Start of Given records
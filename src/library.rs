//! Saved-study library.
//!
//! Loaded once from the store at startup and rewritten in full after every
//! mutation. Storage failures are logged and never roll back the in-memory
//! list, so the current session keeps working when the disk does not.

use std::sync::Arc;

use chrono::{DateTime, Utc};

use crate::error::Result;
use crate::models::{FormData, GeneratedContent, SavedStudy};
use crate::storage::KeyValueStore;

pub const LIBRARY_KEY: &str = "echoLeafLibrary";

pub struct Library {
    store: Arc<dyn KeyValueStore>,
    studies: Vec<SavedStudy>,
}

impl Library {
    /// Load the library from the store. Unreadable or corrupt data yields an
    /// empty library with a warning.
    pub fn load(store: Arc<dyn KeyValueStore>) -> Self {
        let studies = match store.read(LIBRARY_KEY) {
            Ok(Some(raw)) => match serde_json::from_str::<Vec<SavedStudy>>(&raw) {
                Ok(list) => list,
                Err(e) => {
                    tracing::warn!("Failed to parse saved library, starting empty: {}", e);
                    Vec::new()
                }
            },
            Ok(None) => Vec::new(),
            Err(e) => {
                tracing::warn!("Failed to load studies from storage: {}", e);
                Vec::new()
            }
        };
        tracing::debug!("Loaded {} saved studies", studies.len());
        Self { store, studies }
    }

    fn persist(&self) -> Result<()> {
        let raw = serde_json::to_string(&self.studies)?;
        self.store.write(LIBRARY_KEY, &raw)
    }

    fn persist_logged(&self, action: &str) {
        if let Err(e) = self.persist() {
            tracing::warn!("Failed to {} in storage: {}", action, e);
        }
    }

    fn next_id(&self, now: DateTime<Utc>) -> String {
        let mut millis = now.timestamp_millis();
        while self.studies.iter().any(|s| s.id == millis.to_string()) {
            millis += 1;
        }
        millis.to_string()
    }

    /// Save a result at the front of the library and return the new entry.
    pub fn save(&mut self, inputs: FormData, content: GeneratedContent) -> SavedStudy {
        self.save_at(inputs, content, Utc::now())
    }

    pub fn save_at(
        &mut self,
        inputs: FormData,
        content: GeneratedContent,
        saved_at: DateTime<Utc>,
    ) -> SavedStudy {
        let study = SavedStudy {
            id: self.next_id(saved_at),
            saved_at,
            original_inputs: inputs,
            generated_content: content,
        };
        self.studies.insert(0, study.clone());
        self.persist_logged("save study");
        tracing::info!("Saved study {} to library", study.id);
        study
    }

    /// Remove a study by id. Returns whether anything was removed.
    pub fn delete(&mut self, id: &str) -> bool {
        let before = self.studies.len();
        self.studies.retain(|s| s.id != id);
        let removed = self.studies.len() != before;
        if removed {
            self.persist_logged("update library");
        }
        removed
    }

    pub fn clear_all(&mut self) {
        self.studies.clear();
        self.persist_logged("clear library");
    }

    pub fn get(&self, id: &str) -> Option<&SavedStudy> {
        self.studies.iter().find(|s| s.id == id)
    }

    /// Studies in stored order (most recently saved first).
    pub fn studies(&self) -> &[SavedStudy] {
        &self.studies
    }

    pub fn len(&self) -> usize {
        self.studies.len()
    }

    pub fn is_empty(&self) -> bool {
        self.studies.is_empty()
    }

    /// Case-insensitive match on title or original study text, newest first.
    pub fn search(&self, term: &str) -> Vec<&SavedStudy> {
        let needle = term.trim().to_lowercase();
        let mut hits: Vec<&SavedStudy> = self
            .studies
            .iter()
            .filter(|s| {
                needle.is_empty()
                    || s.generated_content.title.to_lowercase().contains(&needle)
                    || s.original_inputs.study_text.to_lowercase().contains(&needle)
            })
            .collect();
        hits.sort_by(|a, b| b.saved_at.cmp(&a.saved_at));
        hits
    }
}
End of Given records
Taking the entries above, write out exactly each line from the one holding "while self.studies.iter().any(|s| s.id" to the one holding "the new entry.", both included, and stop there.

        while self.studies.iter().any(|s| s.id == millis.to_string()) {
            millis += 1;
        }
        millis.to_string()
    }

    /// Save a result at the front of the library and return the new entry.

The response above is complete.